Los seis de Yerbabuena pertenecían a la línea Domecq que tiene
Ortega. El primero fue un animal fino de cabos, justo de fuerzas, que se
cayó tras dos encuentros con los montados. Llegó a la muleta con
escaso motor y, aunque no presentó problemas, se quedó parado en el
ecuador de la faena de muleta. Martínez intentó sobarlo mucho para que
aquello llegara al tendido. Pero el toro se fue apagando y el cordobés
no supo añadir sal a aquel gazpacho tan insulso. Dignidad y trasteo
pulcro, pero poblado de muletazos sin sentido. Hubo, sin embargo, algún
natural profundo citando de frente. Lo mejor fue el inicio por
estatuarios sin rectificar los terrenos con los que comenzó su trasteo.
Al final, estocada al volapié de buena ejecución.
Con el cuarto, el peor del encierro, que rompió en marmolillo parado
y sin casta al final de la faena tuvo que porfiar duramente para poder
alargar el brazo y que de allí brotara el toreo. En el tercio, Martínez
se empeñó en pegar pases al buey de carretas, pero todo quedó en
leves pitos del público ante lo absurdo del arrimón al que recurrió
ante la pasividad de su oponente.
A esas alturas, los guiris ya se habían dormido. Se despertaron en
otras dos ocasiones con las banderillas de Escribano, quien no hizo por
conservar la vitola que le precedía. Le correspondió al rubio de
Sevilla el mejor toro del encierro.

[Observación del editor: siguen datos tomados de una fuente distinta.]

//! `GameNetwork`: the synchronous facade a game loop talks to.
//!
//! A game loop runs on its own thread at 60 frames per second and cannot
//! `.await`. `GameNetwork` owns a small Tokio runtime that hosts every
//! background task (accept or dial, receive loop, writer, heartbeat
//! monitor) and exposes plain, non-blocking methods:
//!
//! ```rust,no_run
//! use blastlink::prelude::*;
//!
//! let mut network = GameNetwork::new(NetworkConfig::host());
//! if !network.initialize() {
//!     panic!("could not host");
//! }
//!
//! loop {
//!     for inbound in network.get_messages() {
//!         // apply inbound.envelope.message to the game state
//!     }
//!     if network.is_connected() {
//!         // network.send_player_state(...);
//!     }
//!     # break;
//! }
//! network.disconnect();
//! ```
//!
//! Sends never block: they queue the frame for the writer task and return
//! at once. Received messages wait in an inbox until the game drains it.

use std::net::SocketAddr;

use blastlink_protocol::{
    BombPlaced, GameOverReason, Message, ObjectDestroyed, PeerRole, PlayerId, PlayerState,
    PowerupCollected, PowerupSpawned,
};
use blastlink_session::{Inbound, Link, LinkPhase, SendOutcome, SessionError, StatsSnapshot};
use blastlink_transport::{HostListener, local_ip_hint};
use tokio::runtime::Runtime;
use tokio::task::JoinHandle;
use tokio_util::sync::CancellationToken;
use tracing::{debug, error, info, trace};

use crate::config::{NetworkConfig, Role};
use crate::error::BlastlinkError;
use crate::establish;

const WORKER_THREADS: usize = 2;

pub struct GameNetwork {
    config: NetworkConfig,
    link: Link,
    runtime: Option<Runtime>,
    cancel: CancellationToken,
    driver: Option<JoinHandle<()>>,
    local_port: Option<u16>,
}

impl GameNetwork {
    /// Creates an idle network. Nothing touches the OS until
    /// [`initialize`](Self::initialize).
    pub fn new(config: NetworkConfig) -> Self {
        let link = Link::new(config.peer_role(), config.session.clone());
        Self {
            config,
            link,
            runtime: None,
            cancel: CancellationToken::new(),
            driver: None,
            local_port: None,
        }
    }

    /// Starts hosting or joining. Returns `false` on immediate failure,
    /// such as no bindable port; the reason is logged.
    ///
    /// For a client, `true` means the dial sequence has started, not that
    /// the host answered. Poll [`is_connected`](Self::is_connected) or
    /// [`phase`](Self::phase).
    pub fn initialize(&mut self) -> bool {
        match self.start() {
            Ok(()) => true,
            Err(e) => {
                error!(error = %e, role = %self.role(), "network initialization failed");
                false
            }
        }
    }

    /// Like [`initialize`](Self::initialize), but returns the reason.
    pub fn start(&mut self) -> Result<(), BlastlinkError> {
        if self.runtime.is_some() {
            return Err(BlastlinkError::AlreadyInitialized);
        }

        let runtime = tokio::runtime::Builder::new_multi_thread()
            .worker_threads(WORKER_THREADS)
            .thread_name("blastlink-net")
            .enable_all()
            .build()
            .map_err(BlastlinkError::Runtime)?;
        self.cancel = CancellationToken::new();

        let driver = match &self.config.role {
            Role::Host => {
                self.link.set_phase(LinkPhase::Listening);
                let bound = runtime.block_on(HostListener::bind(
                    self.config.port,
                    self.config.port_fallback_attempts,
                ));
                let listener = match bound {
                    Ok(listener) => listener,
                    Err(e) => {
                        self.link.set_phase(LinkPhase::Failed);
                        return Err(e.into());
                    }
                };

                let port = listener.port();
                let ip = runtime.block_on(local_ip_hint());
                info!(%ip, port, "hosting, tell the other player to join {ip}:{port}");
                self.local_port = Some(port);

                runtime.spawn(establish::run_host(
                    listener,
                    self.link.clone(),
                    self.config.clone(),
                    self.cancel.clone(),
                ))
            }
            Role::Client { host_ip } => {
                info!(host = %host_ip, port = self.config.port, "joining");
                self.link.set_phase(LinkPhase::Dialing);
                runtime.spawn(establish::run_client(
                    self.link.clone(),
                    self.config.clone(),
                    host_ip.clone(),
                    self.cancel.clone(),
                ))
            }
        };

        self.driver = Some(driver);
        self.runtime = Some(runtime);
        Ok(())
    }

    /// Established and heard from within the heartbeat timeout.
    pub fn is_connected(&self) -> bool {
        self.link.is_connected()
    }

    // -----------------------------------------------------------------------
    // Outbound
    // -----------------------------------------------------------------------

    /// Sends the local player's state, at most once per
    /// `player_state_interval`. A call inside the interval is dropped and
    /// still returns `true`.
    pub fn send_player_state(&self, state: PlayerState) -> bool {
        self.send(Message::PlayerState(state))
    }

    pub fn send_bomb_placed(&self, bomb: BombPlaced) -> bool {
        self.send(Message::BombPlaced(bomb))
    }

    pub fn send_object_destroyed(&self, x: i32, y: i32) -> bool {
        self.send(Message::ObjectDestroyed(ObjectDestroyed { x, y }))
    }

    pub fn send_powerup_spawned(&self, powerup: PowerupSpawned) -> bool {
        self.send(Message::PowerupSpawned(powerup))
    }

    pub fn send_powerup_collected(&self, powerup: PowerupCollected) -> bool {
        self.send(Message::PowerupCollected(powerup))
    }

    /// Announces the end of the match. Use [`disconnect`](Self::disconnect)
    /// to leave; it sends `GameOver { Disconnect }` itself.
    pub fn send_game_over(&self, reason: GameOverReason) -> bool {
        self.send(Message::game_over(reason))
    }

    fn send(&self, message: Message) -> bool {
        let kind = message.kind();
        match self.link.send_gameplay(message) {
            Ok(SendOutcome::Sent) => true,
            Ok(SendOutcome::Throttled) => {
                trace!(%kind, "throttled");
                true
            }
            Err(SessionError::NotEstablished) => false,
            Err(e) => {
                debug!(%kind, error = %e, "send failed");
                false
            }
        }
    }

    // -----------------------------------------------------------------------
    // Inbound
    // -----------------------------------------------------------------------

    /// Everything received since the last call, oldest first. Each message
    /// is returned exactly once.
    pub fn get_messages(&self) -> Vec<Inbound> {
        self.link.inbox().drain()
    }

    // -----------------------------------------------------------------------
    // Shutdown
    // -----------------------------------------------------------------------

    /// Says goodbye, stops every background task, and closes the socket.
    ///
    /// Waits at most `shutdown_timeout` for the tasks. Safe to call more
    /// than once; also runs on drop.
    pub fn disconnect(&mut self) {
        let Some(runtime) = self.runtime.take() else {
            return;
        };

        if self.link.is_established() {
            if let Err(e) = self.link.send(Message::game_over(GameOverReason::Disconnect)) {
                debug!(error = %e, "farewell not queued");
            }
        }
        self.cancel.cancel();

        let driver = self.driver.take();
        let within = self.config.shutdown_timeout;
        if tokio::runtime::Handle::try_current().is_ok() {
            // Blocking inside another runtime would panic.
            runtime.shutdown_background();
        } else {
            if let Some(driver) = driver {
                let joined = runtime.block_on(async { tokio::time::timeout(within, driver).await });
                if joined.is_err() {
                    debug!(?within, "network tasks still winding down");
                }
            }
            runtime.shutdown_timeout(within);
        }

        self.link.mark_dead("local disconnect");
        self.link.set_phase(LinkPhase::Closed);
        info!(role = %self.role(), "network closed");
    }

    // -----------------------------------------------------------------------
    // Accessors
    // -----------------------------------------------------------------------

    pub fn phase(&self) -> LinkPhase {
        self.link.phase()
    }

    pub fn role(&self) -> PeerRole {
        self.link.role()
    }

    pub fn config(&self) -> &NetworkConfig {
        &self.config
    }

    pub fn peer_addr(&self) -> Option<SocketAddr> {
        self.link.state().peer_addr
    }

    /// The port the host actually bound, after fallback.
    pub fn local_port(&self) -> Option<u16> {
        self.local_port
    }

    /// This side's player id, once established.
    pub fn player_id(&self) -> Option<PlayerId> {
        self.link.state().player_id
    }

    pub fn stats(&self) -> StatsSnapshot {
        self.link.stats().snapshot()
    }
}

impl Drop for GameNetwork {
    fn drop(&mut self) {
        self.disconnect();
    }
}

impl std::fmt::Debug for GameNetwork {
    fn fmt(&self, f: &mut std::fmt::Formatter<'_>) -> std::fmt::Result {
        f.debug_struct("GameNetwork")
            .field("role", &self.role())
            .field("phase", &self.phase())
            .field("local_port", &self.local_port)
            .finish()
    }
}

#[cfg(test)]
mod tests {
    use super::*;
    use blastlink_protocol::{Facing, PowerupState};

    fn player_state() -> PlayerState {
        PlayerState {
            x: 1,
            y: 2,
            facing: Facing::Down,
            anim_frame: 0,
            life: 3,
            moving: false,
            powerup_state: PowerupState::default(),
        }
    }

    #[test]
    fn test_sends_refused_before_initialize() {
        let network = GameNetwork::new(NetworkConfig::host());
        assert!(!network.is_connected());
        assert!(!network.send_player_state(player_state()));
        assert!(!network.send_object_destroyed(3, 4));
        assert!(network.get_messages().is_empty());
        assert_eq!(network.phase(), LinkPhase::Idle);
    }

    #[test]
    fn test_disconnect_without_initialize_is_noop() {
        let mut network = GameNetwork::new(NetworkConfig::client("127.0.0.1"));
        network.disconnect();
        network.disconnect();
        assert_eq!(network.phase(), LinkPhase::Idle);
    }

    #[test]
    fn test_initialize_twice_is_refused() {
        let mut network = GameNetwork::new(NetworkConfig::host().with_port(0));
        assert!(network.initialize());
        assert!(matches!(
            network.start(),
            Err(BlastlinkError::AlreadyInitialized)
        ));
        network.disconnect();
        assert_eq!(network.phase(), LinkPhase::Closed);
    }
}
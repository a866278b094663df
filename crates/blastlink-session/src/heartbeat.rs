//! Heartbeat monitor: keeps an idle link talking and notices a silent one.
//!
//! On every tick of `monitor_tick`:
//!
//! 1. If established and `heartbeat_interval` has passed since the last
//!    heartbeat, send one.
//! 2. If the peer has been silent longer than `heartbeat_timeout`, send a
//!    `ConnectionCheck` probe. [`Link::is_connected`] already reports
//!    `false` at this point.
//! 3. If the silence outlasts `heartbeat_timeout + liveness_grace`, mark
//!    the link dead and stop.
//!
//! Missed ticks are skipped rather than bursted, the same way a tick loop
//! that falls behind drops frames instead of replaying them.

use blastlink_protocol::Message;
use tokio::time::{Instant, MissedTickBehavior};
use tokio_util::sync::CancellationToken;
use tracing::{debug, warn};

use crate::config::SessionConfig;
use crate::link::Link;
use crate::state::LinkState;

/// What one tick decided.
#[derive(Debug, Clone, Copy, PartialEq, Eq)]
pub(crate) struct TickAction {
    pub send_heartbeat: bool,
    pub liveness: Liveness,
}

#[derive(Debug, Clone, Copy, PartialEq, Eq)]
pub(crate) enum Liveness {
    Healthy,
    /// Silent past the timeout; probe.
    Suspect,
    /// Silent past timeout plus grace; give up.
    Dead,
    /// No socket; nothing to watch.
    Gone,
}

pub(crate) fn assess(
    state: &LinkState,
    now: Instant,
    last_heartbeat: Option<Instant>,
    config: &SessionConfig,
) -> TickAction {
    if !state.connected {
        return TickAction {
            send_heartbeat: false,
            liveness: Liveness::Gone,
        };
    }

    let send_heartbeat = state.established
        && last_heartbeat
            .is_none_or(|sent| now.saturating_duration_since(sent) >= config.heartbeat_interval);

    let silence = state.silence(now);
    let liveness = if silence > config.dead_after() {
        Liveness::Dead
    } else if silence > config.heartbeat_timeout {
        Liveness::Suspect
    } else {
        Liveness::Healthy
    };

    TickAction {
        send_heartbeat,
        liveness,
    }
}

/// Runs until the link dies or `cancel` fires.
pub async fn run_heartbeat_monitor(link: Link, cancel: CancellationToken) {
    let config = link.config().clone();
    let mut ticker = tokio::time::interval(config.monitor_tick);
    ticker.set_missed_tick_behavior(MissedTickBehavior::Skip);

    let mut last_heartbeat: Option<Instant> = None;
    let mut last_stats_log = Instant::now();
    let mut suspect = false;

    loop {
        tokio::select! {
            _ = cancel.cancelled() => break,
            _ = ticker.tick() => {}
        }

        let now = Instant::now();
        let action = assess(&link.state(), now, last_heartbeat, &config);

        if action.send_heartbeat {
            match link.send(Message::heartbeat()) {
                Ok(()) => last_heartbeat = Some(now),
                Err(e) => debug!(error = %e, "heartbeat not queued"),
            }
        }

        match action.liveness {
            Liveness::Healthy => suspect = false,
            Liveness::Suspect => {
                if !suspect {
                    warn!(timeout = ?config.heartbeat_timeout, "peer silent, probing");
                    suspect = true;
                }
                if let Err(e) = link.send(Message::connection_check()) {
                    debug!(error = %e, "probe not queued");
                }
            }
            Liveness::Dead => {
                link.mark_dead("heartbeat timeout");
                break;
            }
            Liveness::Gone => break,
        }

        if now.saturating_duration_since(last_stats_log) >= config.stats_log_interval {
            let stats = link.stats().snapshot();
            debug!(
                sent = stats.frames_sent,
                received = stats.frames_received,
                bytes_in = stats.bytes_received,
                throttled = stats.throttled,
                protocol_errors = stats.protocol_errors,
                "link stats"
            );
            last_stats_log = now;
        }
    }
}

Informador, que así se llamaba el
quinto pupilo de Yerbabuena, fue un toro aplaudido con razón en el
arrastre, altito de agujas, largo para lo que es propio en su encaste,
enmorrillado, con dos leños por delante y que se venía de largo en la
muleta. Con vibración, en definitiva, porque tenía en sus intenciones
de bravo 20 muletazos de cartel. Hasta eso lo entendieron los guiris. Y
Escribano que cita de largo, ve que allí hay carbón para rato y
comienza a acortar distancias entre él y su novillo. No le cogió su
sitio, no lució al toro, estuvo acelerado y sólo pudo hilvanar
muletazos sueltos con ambas manos sin rematar atrás, dando salida hacia
afuera.
Lo mismo le ocurrió con el primero de su lote, un ejemplar con
recorrido y manejable al que sacó algún muletazo pulcro y hondo,
aunque aquello no tuvo continuidad ni hilo conductor alguno. Comenzó su
faena de rodillas, la primera con la derecha fue aseada y hubo naturales
de buena factura, pero de irregular ritmo. Cortó la oreja que pidió el
público, mas debió ser más honesto en los remates de los muletazos.

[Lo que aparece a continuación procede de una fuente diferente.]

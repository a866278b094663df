//! Length-prefixed framing over a byte stream.
//!
//! TCP delivers a stream, not messages, so each envelope is preceded by
//! its length:
//!
//! ```text
//! ┌──────────────┬──────────────────────────────┐
//! │ len: u32 BE  │ payload: `len` codec bytes   │
//! └──────────────┴──────────────────────────────┘
//! ```
//!
//! [`FrameCodec`] plugs into `tokio_util::codec` as both `Decoder` and
//! `Encoder`. The decoder is also usable on its own: feed socket bytes into
//! a `BytesMut` and call [`Decoder::decode`] until it returns `Ok(None)`.

use bytes::{Buf, BufMut, BytesMut};
use serde::Deserialize;
use tokio_util::codec::{Decoder, Encoder};

#[cfg(feature = "json")]
use crate::JsonCodec;
use crate::{Codec, Envelope, MessageKind, ProtocolError};

/// Size of the big-endian length header.
pub const HEADER_LEN: usize = 4;

/// Largest payload accepted unless configured otherwise (1 MiB).
pub const DEFAULT_MAX_FRAME_LEN: usize = 1024 * 1024;

/// Just enough of an envelope to read its tag after a failed decode.
#[derive(Deserialize)]
struct KindProbe {
    message: KindTag,
}

#[derive(Deserialize)]
struct KindTag {
    kind: String,
}

/// Frames [`Envelope`]s with a 4-byte big-endian length prefix.
#[derive(Debug, Clone)]
pub struct FrameCodec<C> {
    codec: C,
    max_frame_len: usize,
}

#[cfg(feature = "json")]
impl FrameCodec<JsonCodec> {
    /// A JSON frame codec with the default 1 MiB limit.
    pub fn new() -> Self {
        Self::with_codec(JsonCodec)
    }
}

#[cfg(feature = "json")]
impl Default for FrameCodec<JsonCodec> {
    fn default() -> Self {
        Self::new()
    }
}

impl<C: Codec> FrameCodec<C> {
    pub fn with_codec(codec: C) -> Self {
        Self {
            codec,
            max_frame_len: DEFAULT_MAX_FRAME_LEN,
        }
    }

    /// Overrides the largest payload this codec will accept or produce.
    pub fn with_max_frame_len(mut self, max_frame_len: usize) -> Self {
        self.max_frame_len = max_frame_len;
        self
    }

    pub fn max_frame_len(&self) -> usize {
        self.max_frame_len
    }

    /// Encodes one envelope into a complete frame (header + payload).
    ///
    /// # Errors
    /// `ProtocolError::Encode` if serialization fails, or
    /// `ProtocolError::FrameTooLarge` if the payload exceeds the limit.
    pub fn encode_frame(&self, envelope: &Envelope) -> Result<Vec<u8>, ProtocolError> {
        let payload = self.encode_payload(envelope)?;
        let mut frame = Vec::with_capacity(HEADER_LEN + payload.len());
        frame.extend_from_slice(&(payload.len() as u32).to_be_bytes());
        frame.extend_from_slice(&payload);
        Ok(frame)
    }

    fn encode_payload(&self, envelope: &Envelope) -> Result<Vec<u8>, ProtocolError> {
        let payload = self.codec.encode(envelope)?;
        if payload.len() > self.max_frame_len {
            return Err(ProtocolError::FrameTooLarge {
                len: payload.len(),
                max: self.max_frame_len,
            });
        }
        Ok(payload)
    }

    /// Decodes one payload, distinguishing an unknown tag from other
    /// malformed input.
    fn decode_payload(&self, payload: &[u8]) -> Result<Envelope, ProtocolError> {
        self.codec.decode::<Envelope>(payload).map_err(|err| {
            match self.codec.decode::<KindProbe>(payload) {
                Ok(probe) if probe.message.kind.parse::<MessageKind>().is_err() => {
                    ProtocolError::UnknownKind(probe.message.kind)
                }
                _ => err,
            }
        })
    }
}

impl<C: Codec> Decoder for FrameCodec<C> {
    type Item = Envelope;
    type Error = ProtocolError;

    /// Extracts one envelope from the front of `src`.
    ///
    /// - `Ok(None)`: not enough bytes yet; `src` is left untouched.
    /// - `Ok(Some(_))`: one frame was consumed; the remainder stays in `src`.
    /// - `Err(_)`: the offending bytes were consumed. A bad payload costs
    ///   its own frame and the next call resumes on whatever follows. An
    ///   oversized length clears the whole buffer, since nothing after a
    ///   bogus header can be trusted to start on a frame boundary.
    fn decode(&mut self, src: &mut BytesMut) -> Result<Option<Envelope>, ProtocolError> {
        if src.len() < HEADER_LEN {
            return Ok(None);
        }

        let mut header = [0u8; HEADER_LEN];
        header.copy_from_slice(&src[..HEADER_LEN]);
        let len = u32::from_be_bytes(header) as usize;

        if len > self.max_frame_len {
            src.clear();
            return Err(ProtocolError::FrameTooLarge {
                len,
                max: self.max_frame_len,
            });
        }

        let frame_len = HEADER_LEN + len;
        if src.len() < frame_len {
            src.reserve(frame_len - src.len());
            return Ok(None);
        }

        src.advance(HEADER_LEN);
        let payload = src.split_to(len);
        self.decode_payload(&payload).map(Some)
    }
}

impl<C: Codec> Encoder<Envelope> for FrameCodec<C> {
    type Error = ProtocolError;

    fn encode(&mut self, item: Envelope, dst: &mut BytesMut) -> Result<(), ProtocolError> {
        let payload = self.encode_payload(&item)?;
        dst.reserve(HEADER_LEN + payload.len());
        dst.put_u32(payload.len() as u32);
        dst.extend_from_slice(&payload);
        Ok(())
    }
}

#[cfg(all(test, feature = "json"))]
mod tests {
    use super::*;
    use crate::{BombPlaced, Message, ObjectDestroyed, PlayerId};

    fn bomb() -> Envelope {
        Envelope {
            sent_at: 1_000,
            message: Message::BombPlaced(BombPlaced {
                x: 120,
                y: 180,
                owner_id: PlayerId(2),
                placed_at: 999,
                blast_radius: 1,
            }),
        }
    }

    #[test]
    fn test_header_is_big_endian_payload_length() {
        let codec = FrameCodec::new();
        let frame = codec.encode_frame(&bomb()).unwrap();

        let declared = u32::from_be_bytes([frame[0], frame[1], frame[2], frame[3]]);
        assert_eq!(declared as usize, frame.len() - HEADER_LEN);
    }

    #[test]
    fn test_encoder_matches_encode_frame() {
        let mut codec = FrameCodec::new();
        let mut buf = BytesMut::new();
        codec.encode(bomb(), &mut buf).unwrap();
        assert_eq!(&buf[..], &codec.encode_frame(&bomb()).unwrap()[..]);
    }

    #[test]
    fn test_decode_needs_full_header() {
        let mut codec = FrameCodec::new();
        let mut buf = BytesMut::from(&[0u8, 0, 1][..]);
        assert!(codec.decode(&mut buf).unwrap().is_none());
        assert_eq!(buf.len(), 3, "partial header must stay buffered");
    }

    #[test]
    fn test_decode_leaves_remainder_in_buffer() {
        let mut codec = FrameCodec::new();
        let first = codec.encode_frame(&bomb()).unwrap();
        let second = Envelope {
            sent_at: 2_000,
            message: Message::ObjectDestroyed(ObjectDestroyed { x: 1, y: 2 }),
        };
        let mut buf = BytesMut::new();
        buf.extend_from_slice(&first);
        buf.extend_from_slice(&codec.encode_frame(&second).unwrap()[..7]);

        assert_eq!(codec.decode(&mut buf).unwrap(), Some(bomb()));
        assert_eq!(buf.len(), 7);
        assert!(codec.decode(&mut buf).unwrap().is_none());
    }

    #[test]
    fn test_encode_rejects_payload_over_limit() {
        let codec = FrameCodec::new().with_max_frame_len(8);
        let result = codec.encode_frame(&bomb());
        assert!(matches!(
            result,
            Err(ProtocolError::FrameTooLarge { max: 8, .. })
        ));
    }

    #[test]
    fn test_decode_reports_unknown_kind() {
        let mut codec = FrameCodec::new();
        let payload = br#"{"sent_at":1,"message":{"kind":"BOMB_EXPLODED","payload":{}}}"#;
        let mut buf = BytesMut::new();
        buf.put_u32(payload.len() as u32);
        buf.extend_from_slice(payload);

        match codec.decode(&mut buf) {
            Err(ProtocolError::UnknownKind(kind)) => assert_eq!(kind, "BOMB_EXPLODED"),
            other => panic!("expected UnknownKind, got {other:?}"),
        }
        assert!(buf.is_empty(), "bad frame must be consumed");
    }

    #[test]
    fn test_decode_known_kind_with_bad_payload_is_decode_error() {
        let mut codec = FrameCodec::new();
        let payload = br#"{"sent_at":1,"message":{"kind":"BOMB_PLACED","payload":{"x":"left"}}}"#;
        let mut buf = BytesMut::new();
        buf.put_u32(payload.len() as u32);
        buf.extend_from_slice(payload);

        assert!(matches!(codec.decode(&mut buf), Err(ProtocolError::Decode(_))));
    }
}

En banderillas sí estuvo bien Escribano. Domina los terrenos y clava
bien en la mayoría de las ocasiones. En su primero hubo un espectacular
par iniciado hacia los medios y rematado por los adentros. Al quiebro el
tercero, con soltura y agilidad. Con el quinto, espectacular par al
quiebro con violín, que puso a la gente en pie pese a que los palos
cayeron bajos.
Cerraba la terna el hijo de Pedrín Benjumea, Javier, que ha debutado
demasiado pronto. Su bagaje es escaso y está verde. A eso hay que sumar
las dos pésimas lidias que realizó su cuadrilla. Su primer novillo,
noble y manejable, mereció más, porque las series fueron poco
continuadas y sólo hubo muestras de una incipiente personalidad, que
puede crecer si gana en oficio.
El sexto fue toro incierto y probón, que no le dejó estar a gusto.
Demasiado baile de zapatillas y momentos de apuro con este cornalón que
cerró plaza, justo en el momento en que los dos guiris volvieron a
despertarse. Por dormirse, se perdieron algo que, en algunos momentos,
se pareció, más que a un festejo de Feria, a una pequeña pesadilla.